→ **Your objective**
Filter the records, keeping every line that has the string "rejected".

→ **Provided material**
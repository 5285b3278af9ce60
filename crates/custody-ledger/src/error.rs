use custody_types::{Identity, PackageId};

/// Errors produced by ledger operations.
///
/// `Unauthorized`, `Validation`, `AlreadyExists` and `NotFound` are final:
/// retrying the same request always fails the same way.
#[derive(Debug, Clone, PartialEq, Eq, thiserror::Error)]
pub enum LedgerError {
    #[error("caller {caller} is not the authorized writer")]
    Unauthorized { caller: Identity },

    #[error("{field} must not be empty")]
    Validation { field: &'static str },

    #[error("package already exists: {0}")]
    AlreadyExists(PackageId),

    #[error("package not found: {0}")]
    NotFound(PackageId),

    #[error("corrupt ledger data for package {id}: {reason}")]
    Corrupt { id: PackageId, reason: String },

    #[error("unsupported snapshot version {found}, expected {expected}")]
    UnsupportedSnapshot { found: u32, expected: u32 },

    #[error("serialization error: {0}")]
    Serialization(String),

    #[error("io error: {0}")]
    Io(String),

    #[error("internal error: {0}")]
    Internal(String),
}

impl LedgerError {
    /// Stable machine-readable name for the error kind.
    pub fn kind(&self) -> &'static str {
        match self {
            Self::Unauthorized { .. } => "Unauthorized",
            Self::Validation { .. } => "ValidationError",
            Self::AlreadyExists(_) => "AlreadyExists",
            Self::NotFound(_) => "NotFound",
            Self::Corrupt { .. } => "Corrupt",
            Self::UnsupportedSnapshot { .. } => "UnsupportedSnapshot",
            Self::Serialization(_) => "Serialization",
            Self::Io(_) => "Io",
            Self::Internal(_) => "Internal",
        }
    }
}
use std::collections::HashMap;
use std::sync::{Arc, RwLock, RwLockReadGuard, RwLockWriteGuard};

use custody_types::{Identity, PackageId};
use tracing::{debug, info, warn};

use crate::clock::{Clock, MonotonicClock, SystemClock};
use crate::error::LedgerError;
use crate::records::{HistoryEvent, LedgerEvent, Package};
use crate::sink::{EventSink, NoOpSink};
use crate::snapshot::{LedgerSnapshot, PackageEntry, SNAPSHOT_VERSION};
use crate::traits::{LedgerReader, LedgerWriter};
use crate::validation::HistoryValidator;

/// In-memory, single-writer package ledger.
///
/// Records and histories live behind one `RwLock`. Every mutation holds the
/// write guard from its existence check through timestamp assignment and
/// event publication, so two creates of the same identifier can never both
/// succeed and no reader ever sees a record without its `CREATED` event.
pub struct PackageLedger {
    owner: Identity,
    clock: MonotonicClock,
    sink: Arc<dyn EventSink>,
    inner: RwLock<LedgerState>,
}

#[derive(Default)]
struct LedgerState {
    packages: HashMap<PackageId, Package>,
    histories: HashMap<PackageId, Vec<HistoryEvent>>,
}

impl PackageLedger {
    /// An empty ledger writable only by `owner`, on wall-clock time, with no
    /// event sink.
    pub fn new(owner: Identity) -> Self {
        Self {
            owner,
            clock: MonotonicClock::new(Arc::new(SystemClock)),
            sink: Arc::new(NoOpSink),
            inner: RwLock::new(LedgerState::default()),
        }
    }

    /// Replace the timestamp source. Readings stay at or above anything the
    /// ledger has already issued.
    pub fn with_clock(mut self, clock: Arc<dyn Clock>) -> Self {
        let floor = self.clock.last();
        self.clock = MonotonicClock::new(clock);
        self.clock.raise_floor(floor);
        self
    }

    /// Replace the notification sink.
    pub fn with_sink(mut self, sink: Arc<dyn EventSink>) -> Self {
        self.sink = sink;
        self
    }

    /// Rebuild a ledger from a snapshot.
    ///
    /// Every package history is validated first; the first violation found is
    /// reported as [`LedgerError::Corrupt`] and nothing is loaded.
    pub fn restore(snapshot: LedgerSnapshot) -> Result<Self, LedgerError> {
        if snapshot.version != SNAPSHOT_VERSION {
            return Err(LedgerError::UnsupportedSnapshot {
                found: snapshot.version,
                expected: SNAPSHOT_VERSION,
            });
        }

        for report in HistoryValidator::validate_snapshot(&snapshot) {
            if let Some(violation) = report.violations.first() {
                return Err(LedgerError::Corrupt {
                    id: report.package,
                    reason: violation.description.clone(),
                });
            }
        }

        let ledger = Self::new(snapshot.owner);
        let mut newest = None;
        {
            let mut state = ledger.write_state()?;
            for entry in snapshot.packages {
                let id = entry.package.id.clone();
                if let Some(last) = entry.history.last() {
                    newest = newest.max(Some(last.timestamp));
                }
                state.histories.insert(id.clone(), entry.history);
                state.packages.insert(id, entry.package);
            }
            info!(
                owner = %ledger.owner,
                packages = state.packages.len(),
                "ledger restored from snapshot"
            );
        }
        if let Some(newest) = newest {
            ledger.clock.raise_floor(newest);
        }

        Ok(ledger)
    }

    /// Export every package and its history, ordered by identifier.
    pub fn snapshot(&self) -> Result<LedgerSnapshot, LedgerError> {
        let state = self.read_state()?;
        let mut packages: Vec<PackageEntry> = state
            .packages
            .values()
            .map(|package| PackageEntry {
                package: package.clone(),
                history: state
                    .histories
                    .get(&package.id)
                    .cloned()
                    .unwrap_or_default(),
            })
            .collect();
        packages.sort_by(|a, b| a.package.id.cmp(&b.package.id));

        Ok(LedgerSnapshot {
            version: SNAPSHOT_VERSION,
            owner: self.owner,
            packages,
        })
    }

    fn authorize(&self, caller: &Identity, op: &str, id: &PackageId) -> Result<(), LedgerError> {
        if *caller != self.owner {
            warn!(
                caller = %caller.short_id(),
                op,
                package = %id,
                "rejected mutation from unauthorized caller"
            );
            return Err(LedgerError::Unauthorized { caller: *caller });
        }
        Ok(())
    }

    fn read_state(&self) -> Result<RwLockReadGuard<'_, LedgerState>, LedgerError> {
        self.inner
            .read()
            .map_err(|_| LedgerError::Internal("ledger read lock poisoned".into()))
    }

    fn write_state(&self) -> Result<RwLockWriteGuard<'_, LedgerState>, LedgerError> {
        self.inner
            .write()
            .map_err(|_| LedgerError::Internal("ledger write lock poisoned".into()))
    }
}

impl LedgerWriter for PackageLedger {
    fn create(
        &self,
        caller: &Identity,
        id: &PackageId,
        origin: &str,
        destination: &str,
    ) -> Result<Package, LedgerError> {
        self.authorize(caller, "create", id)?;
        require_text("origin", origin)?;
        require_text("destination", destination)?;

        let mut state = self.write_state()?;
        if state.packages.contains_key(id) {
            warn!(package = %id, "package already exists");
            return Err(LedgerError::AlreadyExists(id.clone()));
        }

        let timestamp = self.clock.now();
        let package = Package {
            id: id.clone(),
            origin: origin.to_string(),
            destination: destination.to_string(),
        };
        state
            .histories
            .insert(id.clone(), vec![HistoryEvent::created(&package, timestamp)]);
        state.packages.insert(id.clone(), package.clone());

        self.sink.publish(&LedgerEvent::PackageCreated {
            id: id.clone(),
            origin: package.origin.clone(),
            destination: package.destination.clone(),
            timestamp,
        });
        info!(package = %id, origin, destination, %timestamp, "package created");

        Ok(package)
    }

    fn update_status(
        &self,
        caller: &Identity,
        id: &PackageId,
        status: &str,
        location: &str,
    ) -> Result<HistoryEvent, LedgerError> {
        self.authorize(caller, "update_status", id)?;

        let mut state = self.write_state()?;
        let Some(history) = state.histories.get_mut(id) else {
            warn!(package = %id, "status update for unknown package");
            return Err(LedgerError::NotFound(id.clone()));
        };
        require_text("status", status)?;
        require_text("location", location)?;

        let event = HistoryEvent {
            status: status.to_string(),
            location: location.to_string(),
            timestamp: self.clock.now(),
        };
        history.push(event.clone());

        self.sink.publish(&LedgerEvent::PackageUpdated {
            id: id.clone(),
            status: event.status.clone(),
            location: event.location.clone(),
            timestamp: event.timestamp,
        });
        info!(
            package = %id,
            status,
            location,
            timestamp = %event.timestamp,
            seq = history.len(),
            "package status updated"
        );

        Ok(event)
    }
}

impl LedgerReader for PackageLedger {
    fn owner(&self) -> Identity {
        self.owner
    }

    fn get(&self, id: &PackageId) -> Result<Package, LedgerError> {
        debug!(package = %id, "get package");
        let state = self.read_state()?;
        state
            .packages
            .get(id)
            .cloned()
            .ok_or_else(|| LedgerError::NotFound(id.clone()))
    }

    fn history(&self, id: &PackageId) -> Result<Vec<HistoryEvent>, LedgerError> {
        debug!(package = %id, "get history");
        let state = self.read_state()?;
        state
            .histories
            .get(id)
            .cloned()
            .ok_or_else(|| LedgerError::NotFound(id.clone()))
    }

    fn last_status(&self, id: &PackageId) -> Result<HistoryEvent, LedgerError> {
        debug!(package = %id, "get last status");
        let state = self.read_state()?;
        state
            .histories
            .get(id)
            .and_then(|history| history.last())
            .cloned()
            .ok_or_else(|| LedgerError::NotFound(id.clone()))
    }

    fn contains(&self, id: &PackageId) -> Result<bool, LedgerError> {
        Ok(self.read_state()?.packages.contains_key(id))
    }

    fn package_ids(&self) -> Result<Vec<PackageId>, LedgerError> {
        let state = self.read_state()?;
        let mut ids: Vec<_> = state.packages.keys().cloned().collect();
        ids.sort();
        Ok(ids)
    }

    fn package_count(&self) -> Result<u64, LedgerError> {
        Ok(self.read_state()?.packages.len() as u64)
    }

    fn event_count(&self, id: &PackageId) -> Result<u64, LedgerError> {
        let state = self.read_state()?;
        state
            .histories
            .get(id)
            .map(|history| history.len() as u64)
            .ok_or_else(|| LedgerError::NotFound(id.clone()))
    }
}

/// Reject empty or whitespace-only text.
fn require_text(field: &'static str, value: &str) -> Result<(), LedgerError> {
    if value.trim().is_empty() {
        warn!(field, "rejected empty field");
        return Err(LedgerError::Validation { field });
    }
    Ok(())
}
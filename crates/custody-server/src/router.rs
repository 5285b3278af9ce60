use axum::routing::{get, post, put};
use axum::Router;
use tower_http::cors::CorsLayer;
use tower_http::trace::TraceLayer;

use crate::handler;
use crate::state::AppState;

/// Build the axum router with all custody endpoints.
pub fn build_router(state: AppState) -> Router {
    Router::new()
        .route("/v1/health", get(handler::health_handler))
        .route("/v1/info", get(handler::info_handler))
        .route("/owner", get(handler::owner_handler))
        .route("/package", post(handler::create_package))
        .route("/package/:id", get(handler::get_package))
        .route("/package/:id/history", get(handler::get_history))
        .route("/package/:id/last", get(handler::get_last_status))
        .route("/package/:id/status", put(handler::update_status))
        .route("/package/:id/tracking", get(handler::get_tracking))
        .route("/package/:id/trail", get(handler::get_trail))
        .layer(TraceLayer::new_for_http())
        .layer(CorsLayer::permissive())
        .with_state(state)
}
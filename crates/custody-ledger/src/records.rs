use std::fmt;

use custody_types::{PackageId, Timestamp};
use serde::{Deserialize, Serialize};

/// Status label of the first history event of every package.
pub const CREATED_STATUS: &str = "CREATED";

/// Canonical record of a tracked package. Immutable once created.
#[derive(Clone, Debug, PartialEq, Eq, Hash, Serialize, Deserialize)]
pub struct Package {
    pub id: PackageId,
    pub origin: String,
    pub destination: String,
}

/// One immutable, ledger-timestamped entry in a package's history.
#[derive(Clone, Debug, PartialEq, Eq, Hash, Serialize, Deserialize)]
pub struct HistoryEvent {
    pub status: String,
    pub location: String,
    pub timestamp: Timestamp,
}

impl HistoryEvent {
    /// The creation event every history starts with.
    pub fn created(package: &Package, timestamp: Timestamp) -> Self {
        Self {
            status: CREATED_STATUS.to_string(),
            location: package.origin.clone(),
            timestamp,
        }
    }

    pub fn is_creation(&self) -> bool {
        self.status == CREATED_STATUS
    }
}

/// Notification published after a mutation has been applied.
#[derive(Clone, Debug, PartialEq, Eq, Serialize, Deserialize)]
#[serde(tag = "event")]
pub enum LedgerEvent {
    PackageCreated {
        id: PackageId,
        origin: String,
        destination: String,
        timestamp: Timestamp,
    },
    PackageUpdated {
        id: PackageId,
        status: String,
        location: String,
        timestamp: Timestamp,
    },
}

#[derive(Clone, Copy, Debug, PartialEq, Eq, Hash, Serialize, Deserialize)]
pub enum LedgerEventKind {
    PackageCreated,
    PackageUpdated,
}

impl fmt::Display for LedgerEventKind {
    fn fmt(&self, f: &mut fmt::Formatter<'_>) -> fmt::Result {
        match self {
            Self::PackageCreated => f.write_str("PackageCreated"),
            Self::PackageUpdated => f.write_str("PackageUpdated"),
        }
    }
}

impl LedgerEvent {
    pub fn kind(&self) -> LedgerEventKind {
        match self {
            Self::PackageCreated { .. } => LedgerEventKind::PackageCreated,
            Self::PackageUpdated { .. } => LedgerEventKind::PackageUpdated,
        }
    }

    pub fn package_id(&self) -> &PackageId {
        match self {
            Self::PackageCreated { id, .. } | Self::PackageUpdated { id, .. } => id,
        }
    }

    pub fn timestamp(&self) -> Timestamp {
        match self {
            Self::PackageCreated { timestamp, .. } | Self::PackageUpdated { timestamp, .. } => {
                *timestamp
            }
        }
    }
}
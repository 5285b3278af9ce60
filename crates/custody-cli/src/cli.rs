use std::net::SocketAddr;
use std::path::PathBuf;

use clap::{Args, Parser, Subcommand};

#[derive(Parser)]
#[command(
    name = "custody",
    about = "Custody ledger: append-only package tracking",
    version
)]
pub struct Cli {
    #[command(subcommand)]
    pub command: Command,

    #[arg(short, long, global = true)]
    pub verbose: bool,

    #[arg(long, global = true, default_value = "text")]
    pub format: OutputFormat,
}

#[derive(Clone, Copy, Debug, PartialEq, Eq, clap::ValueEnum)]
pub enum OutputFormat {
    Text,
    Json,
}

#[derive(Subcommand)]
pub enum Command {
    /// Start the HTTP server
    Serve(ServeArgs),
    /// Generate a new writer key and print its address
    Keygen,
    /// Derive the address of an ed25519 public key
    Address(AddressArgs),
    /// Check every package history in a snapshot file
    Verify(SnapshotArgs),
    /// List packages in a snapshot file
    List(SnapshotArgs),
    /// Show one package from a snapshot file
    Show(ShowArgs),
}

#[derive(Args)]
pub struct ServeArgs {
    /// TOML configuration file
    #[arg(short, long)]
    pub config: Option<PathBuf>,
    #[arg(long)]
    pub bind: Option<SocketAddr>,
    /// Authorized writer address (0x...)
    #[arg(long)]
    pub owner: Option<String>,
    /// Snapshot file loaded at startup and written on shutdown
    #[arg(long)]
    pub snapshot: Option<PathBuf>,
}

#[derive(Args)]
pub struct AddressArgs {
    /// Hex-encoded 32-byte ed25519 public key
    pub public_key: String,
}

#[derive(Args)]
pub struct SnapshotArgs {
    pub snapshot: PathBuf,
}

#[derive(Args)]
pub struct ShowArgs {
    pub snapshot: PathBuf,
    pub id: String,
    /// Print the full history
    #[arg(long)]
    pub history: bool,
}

→ **Answer to the problem**
                "rejected mutation from unauthorized caller"
        warn!(field, "rejected empty field");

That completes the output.